When the camera is powered on, the lens extends out to just about double the body's depth. When it's retracted, the camera is actually quite slim for a camera in this class—just 41mm, or 1.6 inches. Unlike some other advanced compacts, the G15 doesn't have an on-lens control dial, so there's no manual control over zoom or focusing. We would have preferred to see this option included, but its absence isn't a deathblow by any means.
The G15 uses a 1/1.7-inch CMOS sensor capturing 12.1 effective megapixels. Physically, the sensor is larger than most compact camera sensors, but it's smaller than class leaders like the Fuji X10 and XF1 (2/3-inch), the groundbreaking Sony RX100 (1-inch), or the odd-duck Canon G1 X (1.5-inch).
The fixed 3-inch rear LCD is certain to be one of the most contentious features of the new G15. The G-series has, in part, been defined by an on again, off again love affair with articulating screens. Way back in 2000, the G1 kicked things off with a stunning-for-the-era 1.8-inch flip 'n' swivel screen. This remained the status quo up through the G6, which made the jump to a 2-inch unit. But then came the dark years. The G7 through G10 all had fixed screens, but public outcry was so great that Canon flip-flopped again and graced the G11 and G12 with beautiful 3-inch articulating panels.
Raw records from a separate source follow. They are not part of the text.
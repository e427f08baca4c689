// Parameter tables for main, test and regtest. The three differ only in
// constants; all of them go through the same `ChainParams::build`.
//
// What makes a good checkpoint block?
// + Is surrounded by blocks with reasonable timestamps
//   (no blocks before with a timestamp after, none after with
//    timestamp before)
// + Contains no strange transactions

use super::network::Network;
use super::params::{Base58Prefixes, ChainParams, ChainTxData, CheckpointData, NetworkIdentity, NetworkSpec};
use crate::consensus::genesis::{GenesisNonce, GenesisParams, KnownGenesis};
use crate::consensus::params::{Bip9Deployment, ConsensusParams};
use crate::crypto::pow::{PowHasher, ScryptPow};
use crate::error::Result;
use crate::primitives::transaction::COIN;
use crate::primitives::uint256::Uint256;

/// Genesis header time shared by every network: Jul 17 2024 15:06:14 UTC
const GENESIS_TIME: u32 = 1721228774;

/// The genesis coinbase is identical on every network, so is its txid
const GENESIS_MERKLE_ROOT: Uint256 =
    Uint256::from_static_hex("0xb878d2ba72742d90114db17c9708956b9f72c5e668515b103dbdbfa3f94ec683");

const MAIN_GENESIS_HASH: Uint256 =
    Uint256::from_static_hex("0x198bed01be8afc0e13555b8aa4bbe9817342b2eed91081708791d8188fbd2694");
const MAIN_GENESIS_NONCE: u32 = 5572;

const REGTEST_GENESIS_HASH: Uint256 =
    Uint256::from_static_hex("0xef746b384e6686c46f7152559ab5d45283d34c4430589686b3cb6389fa97e2b9");
const REGTEST_GENESIS_NONCE: u32 = 25;

const MAIN_POW_LIMIT: Uint256 =
    Uint256::from_static_hex("0x000fffff00000000000000000000000000000000000000000000000000000000");
const REGTEST_POW_LIMIT: Uint256 =
    Uint256::from_static_hex("0x0fffffffffffffffffffffffffffffffffffffffffffffffffffffffffffffff");

/// 3.5 days
const POW_TARGET_TIMESPAN: i64 = 7 * 12 * 60 * 60;
/// 2.5 minutes
const POW_TARGET_SPACING: i64 = 150;

/// Jan 1 2008 .. Dec 31 2008: the test deployment is never active on public chains
const TESTDUMMY_WINDOW: (i64, i64) = (1199145601, 1230767999);
/// Jun 10 2024 .. Jun 10 2025
const SOFT_FORK_WINDOW: (i64, i64) = (1718046043, 1749582043);
/// Open from the start and never timing out, for regtest
const ALWAYS_OPEN_WINDOW: (i64, i64) = (0, 999999999999);

fn deployments(testdummy: (i64, i64), soft_forks: (i64, i64)) -> [Bip9Deployment; 3] {
    [
        Bip9Deployment { bit: 28, start_time: testdummy.0, timeout: testdummy.1 },
        Bip9Deployment { bit: 0, start_time: soft_forks.0, timeout: soft_forks.1 },
        Bip9Deployment { bit: 1, start_time: soft_forks.0, timeout: soft_forks.1 },
    ]
}

fn test_base58_prefixes() -> Base58Prefixes {
    Base58Prefixes {
        pubkey_address: vec![111],
        script_address: vec![196],
        secret_key: vec![239],
        ext_public_key: vec![0x04, 0x35, 0x87, 0xCF],
        ext_secret_key: vec![0x04, 0x35, 0x83, 0x94],
    }
}

fn main_genesis(bits: u32) -> GenesisParams {
    GenesisParams {
        time: GENESIS_TIME,
        bits,
        version: 1,
        reward: 50 * COIN,
        nonce: GenesisNonce::Known(KnownGenesis {
            nonce: MAIN_GENESIS_NONCE,
            hash: MAIN_GENESIS_HASH,
            merkle_root: GENESIS_MERKLE_ROOT,
        }),
    }
}

/// Main network
pub fn main_spec() -> NetworkSpec {
    NetworkSpec {
        identity: NetworkIdentity {
            network: Network::Main,
            message_start: [0x67, 0x10, 0x85, 0x34],
            default_port: 9876,
            prune_after_height: 1_000_000,
            default_consistency_checks: false,
            require_standard: true,
            mine_blocks_on_demand: false,
            mining_requires_peers: true,
        },
        consensus: ConsensusParams {
            hash_genesis_block: Uint256::ZERO,
            subsidy_halving_interval: 840_000,
            bip34_height: 0,
            bip34_hash: MAIN_GENESIS_HASH,
            bip65_height: 0,
            bip66_height: 0,
            rule_change_activation_threshold: 1512, // 75% of 2016
            miner_confirmation_window: 2016,        // pow_target_timespan / pow_target_spacing
            deployments: deployments(TESTDUMMY_WINDOW, SOFT_FORK_WINDOW),
            pow_limit: MAIN_POW_LIMIT,
            pow_allow_min_difficulty_blocks: false,
            pow_no_retargeting: false,
            pow_target_spacing: POW_TARGET_SPACING,
            pow_target_timespan: POW_TARGET_TIMESPAN,
            minimum_chain_work: Uint256::ZERO,
            default_assume_valid: MAIN_GENESIS_HASH,
        },
        genesis: main_genesis(0x1f0fffff),
        base58_prefixes: Base58Prefixes {
            pubkey_address: vec![36],
            script_address: vec![63],
            secret_key: vec![128],
            ext_public_key: vec![0x04, 0x88, 0xB2, 0x1E],
            ext_secret_key: vec![0x04, 0x88, 0xAD, 0xE4],
        },
        checkpoints: CheckpointData::default(),
        // Data as of the genesis block
        chain_tx_data: ChainTxData {
            time: GENESIS_TIME as i64,
            tx_count: 0,
            tx_rate: 0.0,
        },
    }
}

/// Public test network. Shares the main genesis block.
pub fn test_spec() -> NetworkSpec {
    NetworkSpec {
        identity: NetworkIdentity {
            network: Network::Test,
            message_start: [0x58, 0x38, 0x62, 0x41],
            default_port: 19876,
            prune_after_height: 1000,
            default_consistency_checks: false,
            require_standard: false,
            mine_blocks_on_demand: false,
            mining_requires_peers: true,
        },
        consensus: ConsensusParams {
            hash_genesis_block: Uint256::ZERO,
            subsidy_halving_interval: 840_000,
            bip34_height: 0,
            bip34_hash: MAIN_GENESIS_HASH,
            bip65_height: 0,
            bip66_height: 0,
            rule_change_activation_threshold: 1512,
            miner_confirmation_window: 2016,
            deployments: deployments(TESTDUMMY_WINDOW, SOFT_FORK_WINDOW),
            pow_limit: MAIN_POW_LIMIT,
            pow_allow_min_difficulty_blocks: true,
            pow_no_retargeting: false,
            pow_target_spacing: POW_TARGET_SPACING,
            pow_target_timespan: POW_TARGET_TIMESPAN,
            minimum_chain_work: Uint256::ZERO,
            default_assume_valid: MAIN_GENESIS_HASH,
        },
        genesis: main_genesis(0x1f0fffff),
        base58_prefixes: test_base58_prefixes(),
        checkpoints: CheckpointData::default(),
        chain_tx_data: ChainTxData {
            time: GENESIS_TIME as i64,
            tx_count: 0,
            tx_rate: 0.0,
        },
    }
}

/// Regression test network: no retargeting and short activation windows so
/// tests can mine deterministic chains quickly.
pub fn regtest_spec() -> NetworkSpec {
    NetworkSpec {
        identity: NetworkIdentity {
            network: Network::Regtest,
            message_start: [0x47, 0x28, 0x74, 0x32],
            default_port: 19444,
            prune_after_height: 1000,
            default_consistency_checks: true,
            require_standard: false,
            mine_blocks_on_demand: true,
            mining_requires_peers: false,
        },
        consensus: ConsensusParams {
            hash_genesis_block: Uint256::ZERO,
            subsidy_halving_interval: 35,
            // Far in the future so version 1 blocks are not rejected in tests
            bip34_height: 100_000_000,
            bip34_hash: Uint256::ZERO,
            bip65_height: 0,
            bip66_height: 0,
            rule_change_activation_threshold: 108, // 75% for test chains
            miner_confirmation_window: 144,        // faster than normal (144 instead of 2016)
            deployments: deployments(ALWAYS_OPEN_WINDOW, ALWAYS_OPEN_WINDOW),
            pow_limit: REGTEST_POW_LIMIT,
            pow_allow_min_difficulty_blocks: true,
            pow_no_retargeting: true,
            pow_target_spacing: POW_TARGET_SPACING,
            pow_target_timespan: POW_TARGET_TIMESPAN,
            minimum_chain_work: Uint256::ZERO,
            default_assume_valid: Uint256::ZERO,
        },
        genesis: GenesisParams {
            time: GENESIS_TIME,
            bits: 0x200fffff,
            version: 1,
            reward: 50 * COIN,
            nonce: GenesisNonce::Known(KnownGenesis {
                nonce: REGTEST_GENESIS_NONCE,
                hash: REGTEST_GENESIS_HASH,
                merkle_root: GENESIS_MERKLE_ROOT,
            }),
        },
        base58_prefixes: test_base58_prefixes(),
        checkpoints: CheckpointData::default(),
        chain_tx_data: ChainTxData {
            time: 0,
            tx_count: 0,
            tx_rate: 0.0,
        },
    }
}

pub fn network_spec(network: Network) -> NetworkSpec {
    match network {
        Network::Main => main_spec(),
        Network::Test => test_spec(),
        Network::Regtest => regtest_spec(),
    }
}

/// Builds the parameter set for a network with the consensus work function.
pub fn create_chain_params(network: Network) -> Result<ChainParams> {
    create_chain_params_with(network, &ScryptPow::default())
}

pub fn create_chain_params_with<H: PowHasher + ?Sized>(network: Network, hasher: &H) -> Result<ChainParams> {
    ChainParams::build(network_spec(network), hasher)
}

/// Same as [`create_chain_params`], starting from the textual identifier.
pub fn create_chain_params_by_name(name: &str) -> Result<ChainParams> {
    create_chain_params(name.parse()?)
}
So, is it any surprise that Canon's designers have changed their minds once more and opted for a fixed screen on the G15? The new panel bumps the resolution up to 922,000-dot resolution, which is certainly nice, but the PR department's suggestion that the fixed screen was chosen to reduce the camera's overall weight and bulk seems like a bit of misdirection to us. First off, articulating screens don't really add that much depth or weight, and second, the G15 is not exactly a pocketable camera anyway.
The G15 is equipped with a pop-up flash with a range of 1.6-23 feet (50cm-7m) at wide angle and 1.6-15 feet (50cm-4.5m) at full telephoto. Canon rates the flash recharge time at "10 seconds or less," but in our experience it never took anywhere near 10 seconds from flash to flash. It also sports a fully functional hot shoe, which makes it compatible with Canon's Speedlite external flashes and other accessories.
Like most compact cameras (even advanced ones), the PowerShot G15 is limited to just a few ports. All of these are found under the spring-loaded hard plastic flap on the right side of the body. Included are a mini HDMI port, USB mini (for either a direct data connection or A/V output to your TV), and a remote terminal.
Also present are a fully functional hot shoe and a little flap near the battery/memory card compartment that allows for use of the optional AC power adapter kit (part number ACK‐DC80).
The G15 uses Canon's NB-10L proprietary lithium-ion battery pack, which is the same battery used by the top-tier G1 X, as well as Canon's SX series of superzooms. According to CIPA testing, users should expect to see battery life of about 350 shots with the LCD turned on, or up to 770 when it's off. We can't see too many users relying on the G15's optical viewfinder, so that number will probably be on the low end of the scale in real-world usage.
As is par for the course these days, the G15 accepts SD, SDHC, and SDXC memory cards. There is no on-board storage, which should be no surprise to anyone who's used an advanced compact or interchangeable lens camera in the past decade.